Every time I here a podcast or read a blog entry about it, even here, they make it sound like string theory or something. Is the best way to describe it OOP with dependency injection on steroids?
Every time someone tries to explain it, it’s like, aspects, [Adults from Peanuts Cartoon sound], orthogonal, [more noise], cross-cutting concerns, etc. Seriously, how could it be described in layman’s terms?
Layman's terms, so let me give you an example. Let's say you have a web application, and you need to add error logging / auditing. One implementation would be to go into every public method and add your try catch blocks, etc...
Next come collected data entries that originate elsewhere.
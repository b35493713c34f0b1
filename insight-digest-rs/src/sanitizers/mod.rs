//! Display text sanitization
//!
//! Sanitizers turn arbitrary field values (JSON-encoded strings, markdown,
//! emoji-decorated AI output) into plain display text. Each step reports
//! whether it changed anything so callers can log or audit the pipeline.

pub mod display;
pub mod emoji;
pub mod string;

pub use display::*;
pub use emoji::*;
pub use string::*;

/// Sanitization result containing the sanitized content and information
/// about whether changes were made during sanitization
#[derive(Debug, Clone, PartialEq)]
pub struct SanitizeResult<T> {
    /// Sanitized content
    pub sanitized: T,
    /// Whether any changes were made during sanitization
    pub was_modified: bool,
    /// Optional details about what was modified
    pub details: Option<String>,
}

impl<T> SanitizeResult<T> {
    /// Create a result with unmodified content
    pub fn unmodified(content: T) -> Self {
        Self {
            sanitized: content,
            was_modified: false,
            details: None,
        }
    }

    /// Create a result with modified content
    pub fn modified(content: T, details: Option<String>) -> Self {
        Self {
            sanitized: content,
            was_modified: true,
            details,
        }
    }

    /// Consume the result, keeping only the sanitized content
    pub fn into_inner(self) -> T {
        self.sanitized
    }
}

/// Run multiple sanitizers in sequence
pub fn chain_sanitizers<T, F>(input: T, sanitizers: Vec<F>) -> SanitizeResult<T>
where
    F: Fn(T) -> SanitizeResult<T>,
{
    let mut result = SanitizeResult::unmodified(input);
    let mut all_details = Vec::new();

    for sanitizer in sanitizers {
        let current_result = sanitizer(result.sanitized);

        result.sanitized = current_result.sanitized;

        if current_result.was_modified {
            result.was_modified = true;
            if let Some(details) = current_result.details {
                all_details.push(details);
            }
        }
    }

    if !all_details.is_empty() {
        result.details = Some(all_details.join("; "));
    }

    result
}

#[cfg(test)]
mod tests {
    use super::*;

    #[test]
    fn test_sanitize_result() {
        let unmodified = SanitizeResult::unmodified("test");
        assert!(!unmodified.was_modified);
        assert_eq!(unmodified.sanitized, "test");
        assert_eq!(unmodified.details, None);

        let modified = SanitizeResult::modified("tést", Some("normalized".to_string()));
        assert!(modified.was_modified);
        assert_eq!(modified.details.as_deref(), Some("normalized"));
        assert_eq!(modified.into_inner(), "tést");
    }

    #[test]
    fn test_chain_sanitizers() {
        let sanitizers: Vec<Box<dyn Fn(String) -> SanitizeResult<String>>> = vec![
            Box::new(|s| strip_structural_chars(&s)),
            Box::new(|s| collapse_whitespace(&s)),
        ];

        let result = chain_sanitizers("{Alta  procura}".to_string(), sanitizers);

        assert!(result.was_modified);
        assert_eq!(result.sanitized, "Alta procura");
        let details = result.details.unwrap_or_default();
        assert!(details.contains("Removed structural characters"));
        assert!(details.contains("Collapsed whitespace"));
    }

    #[test]
    fn test_chain_sanitizers_clean_input() {
        let sanitizers: Vec<Box<dyn Fn(String) -> SanitizeResult<String>>> = vec![
            Box::new(|s| strip_structural_chars(&s)),
            Box::new(|s| collapse_whitespace(&s)),
        ];

        let result = chain_sanitizers("Clean text".to_string(), sanitizers);

        assert!(!result.was_modified);
        assert_eq!(result.sanitized, "Clean text");
        assert_eq!(result.details, None);
    }
}
//! Display text sanitizer
//!
//! Field values coming out of the analysis store are frequently JSON-encoded
//! more than once (a string holding the quoted form of another string), or are
//! whole JSON documents that were stored in a text column. This sanitizer
//! unwraps quoted strings, refuses structured documents outright, and cleans
//! the remaining plain text for display.
//!
//! Text is put in NFC form so a decomposed accent compares and counts the same
//! as its precomposed character in the length checks that follow.

use super::emoji::strip_emoji;
use super::string::{
    collapse_whitespace, normalize_unicode, remove_control_chars, strip_markdown_emphasis,
    strip_structural_chars, trim_whitespace,
};
use super::{chain_sanitizers, SanitizeResult};
use crate::MAX_UNWRAP_DEPTH;
use serde_json::Value;

/// What a piece of text turned out to be when read as JSON
#[derive(Debug, Clone, PartialEq)]
enum JsonText {
    /// A JSON string literal; holds the decoded inner text
    Quoted(String),
    /// An object, array or `null`
    Structured,
    /// Not JSON, or a bare number/boolean
    Plain,
}

fn classify(text: &str) -> JsonText {
    match serde_json::from_str::<Value>(text) {
        Ok(Value::String(inner)) => JsonText::Quoted(inner),
        Ok(Value::Object(_)) | Ok(Value::Array(_)) | Ok(Value::Null) => JsonText::Structured,
        Ok(Value::Number(_)) | Ok(Value::Bool(_)) | Err(_) => JsonText::Plain,
    }
}

/// Sanitize an arbitrary JSON value for display
///
/// Strings are sanitized as text, `null` yields an empty string, and any other
/// value is sanitized through its JSON text form (so objects and arrays come
/// back empty).
pub fn sanitize_value(input: &Value) -> SanitizeResult<String> {
    match input {
        Value::Null => SanitizeResult::unmodified(String::new()),
        Value::String(s) => sanitize_text(s),
        other => sanitize_text(&other.to_string()),
    }
}

/// Sanitize a text field for display
///
/// The result never contains `{`, `}`, `[` or `]`. JSON string literals are
/// unwrapped up to [`MAX_UNWRAP_DEPTH`] times; past that the text reached so
/// far is cleaned and returned as is.
pub fn sanitize_text(input: &str) -> SanitizeResult<String> {
    if input.is_empty() {
        return SanitizeResult::unmodified(String::new());
    }

    let mut current = input.to_string();
    let mut layers = 0;

    loop {
        match classify(&current) {
            JsonText::Quoted(inner) => {
                if layers == MAX_UNWRAP_DEPTH {
                    log::debug!(
                        "Stopped unwrapping JSON string after {} layers",
                        MAX_UNWRAP_DEPTH
                    );
                    break;
                }
                current = inner;
                layers += 1;
            }
            JsonText::Structured => {
                return SanitizeResult::modified(
                    String::new(),
                    Some("Discarded structured JSON".to_string()),
                );
            }
            JsonText::Plain => break,
        }
    }

    let cleaned = clean_plain_text(current);

    if layers == 0 {
        return cleaned;
    }

    let unwrapped = format!("Unwrapped {} JSON string layer(s)", layers);
    let details = match cleaned.details {
        Some(details) => format!("{}; {}", unwrapped, details),
        None => unwrapped,
    };
    SanitizeResult::modified(cleaned.sanitized, Some(details))
}

/// Sanitize and keep only the text
pub fn sanitize_for_display(input: &str) -> String {
    sanitize_text(input).into_inner()
}

/// Plain-text cleanup: structural characters, markdown emphasis, emoji, whitespace
pub fn clean_plain_text(input: String) -> SanitizeResult<String> {
    let sanitizers: Vec<Box<dyn Fn(String) -> SanitizeResult<String>>> = vec![
        Box::new(|s| remove_control_chars(&s)),
        Box::new(|s| normalize_unicode(&s)),
        Box::new(|s| strip_structural_chars(&s)),
        Box::new(|s| strip_markdown_emphasis(&s)),
        Box::new(|s| strip_emoji(&s)),
        Box::new(|s| collapse_whitespace(&s)),
        Box::new(|s| trim_whitespace(&s)),
    ];

    chain_sanitizers(input, sanitizers)
}

#[cfg(test)]
mod tests {
    use super::*;
    use serde_json::json;
    use test_case::test_case;

    #[test]
    fn test_empty_input() {
        let result = sanitize_text("");
        assert!(!result.was_modified);
        assert_eq!(result.sanitized, "");
        assert_eq!(sanitize_value(&Value::Null).sanitized, "");
    }

    #[test]
    fn test_quoted_string_is_unwrapped() {
        let result = sanitize_text("\"hello\"");
        assert!(result.was_modified);
        assert_eq!(result.sanitized, "hello");
        assert!(result.details.unwrap_or_default().starts_with("Unwrapped 1"));
    }

    #[test]
    fn test_double_encoded_string_is_unwrapped() {
        let once = serde_json::to_string("**Praias** em alta 🔥").unwrap();
        let twice = serde_json::to_string(&once).unwrap();

        assert_eq!(sanitize_for_display(&twice), "Praias em alta");
    }

    #[test_case("{\"insight\": \"texto\"}" ; "object")]
    #[test_case("[\"a\", \"b\"]" ; "array")]
    #[test_case("  [ ]  " ; "padded empty array")]
    #[test_case("null" ; "null literal")]
    #[test_case("\"{\\\"a\\\": 1}\"" ; "quoted object")]
    fn test_structured_json_is_discarded(input: &str) {
        assert_eq!(sanitize_for_display(input), "");
    }

    #[test_case("42", "42" ; "number")]
    #[test_case("true", "true" ; "boolean")]
    #[test_case("{nao e json}", "nao e json" ; "broken object")]
    #[test_case("Lista [rascunho]: *item*", "Lista rascunho: item" ; "markdown and brackets")]
    #[test_case("  Alta\n\n procura\t no  Nordeste ", "Alta procura no Nordeste" ; "whitespace")]
    #[test_case("🚀 Crescimento de 12% ✅", "Crescimento de 12%" ; "emoji")]
    #[test_case("Alta\u{000B}procura\u{000C}no Nordeste", "Alta procura no Nordeste" ; "vertical tab and form feed")]
    #[test_case("Preço me\u{0301}dio em alta", "Preço médio em alta" ; "combining accent composed")]
    fn test_plain_text_cleanup(input: &str, expected: &str) {
        assert_eq!(sanitize_for_display(input), expected);
    }

    #[test]
    fn test_unwrap_depth_is_bounded() {
        let mut nested = serde_json::to_string("fundo").unwrap();
        for _ in 0..(MAX_UNWRAP_DEPTH + 3) {
            nested = serde_json::to_string(&nested).unwrap();
        }

        let result = sanitize_for_display(&nested);
        assert!(!result.is_empty());
        assert!(result.contains("fundo"));
        assert!(!result.contains('{') && !result.contains('['));
    }

    #[test]
    fn test_sanitize_value() {
        assert_eq!(sanitize_value(&json!("\"Nordeste\"")).sanitized, "Nordeste");
        assert_eq!(sanitize_value(&json!({"a": 1})).sanitized, "");
        assert_eq!(sanitize_value(&json!([1, 2])).sanitized, "");
        assert_eq!(sanitize_value(&json!(12.5)).sanitized, "12.5");
        assert_eq!(sanitize_value(&json!(false)).sanitized, "false");
    }
}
Well, aspect-oriented says hogwash with that. Let me inject my method around your method so, for example, instead of calling YourClass.UpdateModel(), the system might call,
LoggingHandler.CallMethod(). This method might then redirect the call to UpdateModel, but it wraps it in a try-catch block to handle logging errors.
Now the trick is that this redirection happens automagically, through configuration or by applying attributes to methods.
This works for, as you said, cross cutting things which are very common programing elements that exist in every domain, such as: Logging, auditing, transaction management, and authorization.
The idea behind it is to remove all this common plumbing code out of your business / application tier, so you can focus on solving the problem, not worrying about logging this method call or that method call.